For those of you who still want to build wooden models, Cleveland Model company still sells plans for wooden model kits of all kinds. I have one of their plans for a P61 Widow... Like that would be surprising. Anyway, they have plans for WWI, WW2, Civil aircraft, 1920's through 30's. Dozens of them and you can pick what scale you want. The plans are well drawn and strait forward.
 
A good info.

OK . It was great to chat. But it's very late at night my local time and I would like to wish you all the pleasant dreams. . Sleep well.
 
Oh btw you asked me about the scratchbuilding... the engine has to be made from scratch... not finished yet but looking much better than the flat paper disks with printed flat cylindes. Also I had to made a new section for the nose turret and many other details. Additinally the stabilizer required changings in its shape because I decided to make elevators as separate parts. And also it didn't fit to the root at the fuselage top.

View attachment 497660
View attachment 497661
View attachment 497662
Very creative.
 
For those of you who still want to build wooden models, Cleveland Model company still sells plans for wooden model kits of all kinds. I have one of their plans for a P61 Widow... Like that would be surprising. Anyway, they have plans for WWI, WW2, Civil aircraft, 1920's through 30's. Dozens of them and you can pick what scale you want. The plans are well drawn and strait forward.
Thanks for the info
 
Hey, Bill. Guillows is still around in nearby Wakefield, Mass. As a matter of fact they still produce something you might recognize...;)
Paul K. Guillow, Inc. - B-17G Flying Fortress
A new project perhaps? Be careful though, it's an absolute spaceburner!
Thanks for the info. Space is something we don't have much of so will pass on this one. However it would be a fun challenge. The model they show has my Bomb
group (303rd) markings.
 
Bill the problem with small engines is a physical Principle/Law, the Square-Cube Law. If you double the length of the model, then the wing area (length times width) increases by a factor of 4, but the weight and volume (length times width times height) will increase by a factor of 8 ... so doubling the size means halving the weight-to-lift ratio. For engines, the job of an engine is to convert heat into energy. Every BTU of heat that escapes to the combustion chamber walls only to be removed by the cooling system is a BTU of heat that the engine will never be able to convert into mechanical energy.
Doubling all the dimensions of a cylinder increases its volume by eightfold yet only quadruples its surface area so there is less surface area for the heat to escape to while the engine expands the hot gases in the cylinder.
In addition to large cylinders, the surface area of the piston crown and combustion chamber is further minimized by making the engine highly undersquare.
For this reason, great big industrial engines are inherently more efficient than tiny little engines.
So to jump ahead, this means that small scale engines "waste" heat energy. To run and produce sufficient power we turn to exotic fuels and highe RPMs. For example it is near impossible to get a throttled Cox .049 cubic inch model airplane engine to idle reliably below 5000 rpm even when burning fuel that's 30% nitromethane to keep the glow plug lit.
Scale effect is also why a model airplane engine can easily rev 20,000 rpm while a car engine can't. Why hummingbirds can flap their wings 70 times a second and a bald eagle can't. Why a St. Bernard pants in 50 degree weather and a Chihuahua shivers if the temperature drops below 75.

That being said:
In 1896, Samuel Langley flew a large model airplane for 90 seconds, powered by a steam engine of his own design.
Full-size, internal-combustion engines were in their infancy and miniature engines were hand-built curiosities. A.D. Stanger flew a model airplane in England using a V4 of his own design; the engine weighed 5 pounds, 6 ounces!

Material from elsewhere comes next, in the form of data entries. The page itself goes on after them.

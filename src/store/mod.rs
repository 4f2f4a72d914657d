//! Resource store abstraction.
//!
//! Persists schedule resources (spec + status) and arbitrates concurrent
//! status writes through optimistic versioning. The engine itself never
//! touches the store; the surrounding controller reads a resource before a
//! pass and writes its status after.

mod memory;

pub use memory::InMemoryStore;

use async_trait::async_trait;
use chrono::{DateTime, Utc};
use serde::{Deserialize, Serialize};
use thiserror::Error;
use uuid::Uuid;

use crate::core::resource::{ScheduleSpec, ScheduleStatus};
use crate::core::types::ResourceId;

/// Errors that can occur during store operations.
#[derive(Debug, Error)]
pub enum StoreError {
    /// The requested resource was not found.
    #[error("not found: {0}")]
    NotFound(String),

    /// A resource with this id already exists.
    #[error("duplicate resource: {0}")]
    DuplicateKey(String),

    /// The resource changed since it was read. The caller must discard its
    /// pass output and retry from a fresh read, never merge.
    #[error("conflict: {0} was modified concurrently")]
    Conflict(String),

    /// Store lock was poisoned.
    #[error("store lock poisoned")]
    LockPoisoned,
}

/// A schedule resource as held by the store.
#[derive(Debug, Clone, Serialize, Deserialize)]
pub struct StoredResource {
    /// Resource identifier.
    pub id: ResourceId,
    /// Unique id assigned by the store on insert.
    pub uid: Uuid,
    /// Monotonically increasing version, bumped on every write. Status
    /// updates must present the version they read.
    pub resource_version: u64,
    /// When the resource was created.
    pub created_at: DateTime<Utc>,
    /// Desired state.
    pub spec: ScheduleSpec,
    /// Observed state.
    pub status: ScheduleStatus,
}

/// Store for schedule resources.
#[async_trait]
pub trait ResourceStore: Send + Sync {
    /// Insert a new resource with an empty status.
    async fn insert(
        &self,
        id: ResourceId,
        spec: ScheduleSpec,
        created_at: DateTime<Utc>,
    ) -> Result<StoredResource, StoreError>;

    /// Get a resource by id.
    async fn get(&self, id: &ResourceId) -> Result<StoredResource, StoreError>;

    /// List all resource ids.
    async fn list(&self) -> Result<Vec<ResourceId>, StoreError>;

    /// Replace a resource's spec (the external-actor path). Bumps the
    /// resource version.
    async fn update_spec(&self, id: &ResourceId, spec: ScheduleSpec) -> Result<(), StoreError>;

    /// Write a resource's status, guarded by the version the caller read.
    ///
    /// Returns [`StoreError::Conflict`] if the resource has moved on since;
    /// the caller's pass output is stale and must be discarded.
    async fn update_status(
        &self,
        id: &ResourceId,
        expected_version: u64,
        status: ScheduleStatus,
    ) -> Result<(), StoreError>;

    /// Delete a resource.
    async fn delete(&self, id: &ResourceId) -> Result<(), StoreError>;
}
//! Clock abstraction for time-dependent decisions.
//!
//! Every time-dependent decision in the engine flows through [`Clock`], so
//! the same code path can run against the system clock in production and a
//! fixed clock in tests. No other component reads wall-clock time directly.

use chrono::{DateTime, Duration, Utc};
use std::sync::Mutex;

/// Source of the current time.
pub trait Clock: Send + Sync {
    /// The current time.
    fn now(&self) -> DateTime<Utc>;
}

/// Clock backed by the system wall clock.
#[derive(Debug, Clone, Copy, Default)]
pub struct SystemClock;

impl SystemClock {
    /// Create a new system clock.
    pub fn new() -> Self {
        Self
    }
}

impl Clock for SystemClock {
    fn now(&self) -> DateTime<Utc> {
        Utc::now()
    }
}

/// Deterministic clock for tests.
///
/// Reports a fixed instant until explicitly set or advanced.
#[derive(Debug)]
pub struct FixedClock {
    now: Mutex<DateTime<Utc>>,
}

impl FixedClock {
    /// Create a clock frozen at the given instant.
    pub fn at(now: DateTime<Utc>) -> Self {
        Self {
            now: Mutex::new(now),
        }
    }

    /// Move the clock to a specific instant.
    pub fn set(&self, now: DateTime<Utc>) {
        *self.now.lock().expect("clock lock poisoned") = now;
    }

    /// Advance the clock by a duration.
    pub fn advance(&self, by: Duration) {
        let mut now = self.now.lock().expect("clock lock poisoned");
        *now += by;
    }
}

impl Clock for FixedClock {
    fn now(&self) -> DateTime<Utc> {
        *self.now.lock().expect("clock lock poisoned")
    }
}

In 1911, the Baby engine appeared in the US. A large engine with a 2.67 cu. in. displacement (cid), it weighed 3¾ pounds with its 18-inch-diameter, 13-inch-pitch aluminum propeller and gas tank. It was advertised at ½ hp, swinging that huge propeller at 2,300 rpm.
The Baby was available in inline two-, three-, and four-cylinder configurations. The Baby used a bronze, bushed, split-aluminum crankcase, a cast-iron cylinder bolted to the lower case, a three-ringed aluminum piston, a carburetor with a float, and side-port, piston-timed induction.
This was typical of smaller internal-combustion engines of the day. There were no glow plugs in 1911. The Baby used a spark ignition system with a 5/8-inch Rajah spark plug, a set of engine-mounted breaker points that were adjustable for advancing/retarding the timing, and a coil, condenser, and battery mounted in the airplane. The fuel was a mixture of gasoline and heavy motor oil.
Weiss Mfg. Co. produced the Baby through 1929. Other large engines such as the Knight and Gil Aero Midget were designed. The Gil was smaller, 1.18 cid, 0.4 hp at 2,500 rpm (information from an advertisement), and weighed 16 ounces. It had a two-piece aluminum crankcase with a removable front end, similar to some of today's engines.

In 1931, Weiss designed a much smaller .331 cid engine. Weiss sold only engine plans to the .331; Louis Loutrel sold the assembled engines as well as kits containing the plans and castings. Loutrel eventually took over the Weiss engine, redesigned it to eliminate the rear timer, upped the displacement from .331 to .517 cid, and sold them under his name.
It was a good engine, but the cast-iron cylinder and piston weighed 16 ounces. In 1936, Loutrel sold the design to G.H.Q. and the quality decreased. G.H.Q.s were sold from 1936 until roughly 1948 in preassembled or ready-to-assemble kits. They were widely advertised in model airplane magazines, and handyman magazines such as Popular Mechanics, but few modelers ever had any success with them.

In 1930 while still in high school, Bill Brown designed a compact, .29 cid model engine. It used a fabricated crankcase and poppet valve induction. Bill built his own spark plug and coil.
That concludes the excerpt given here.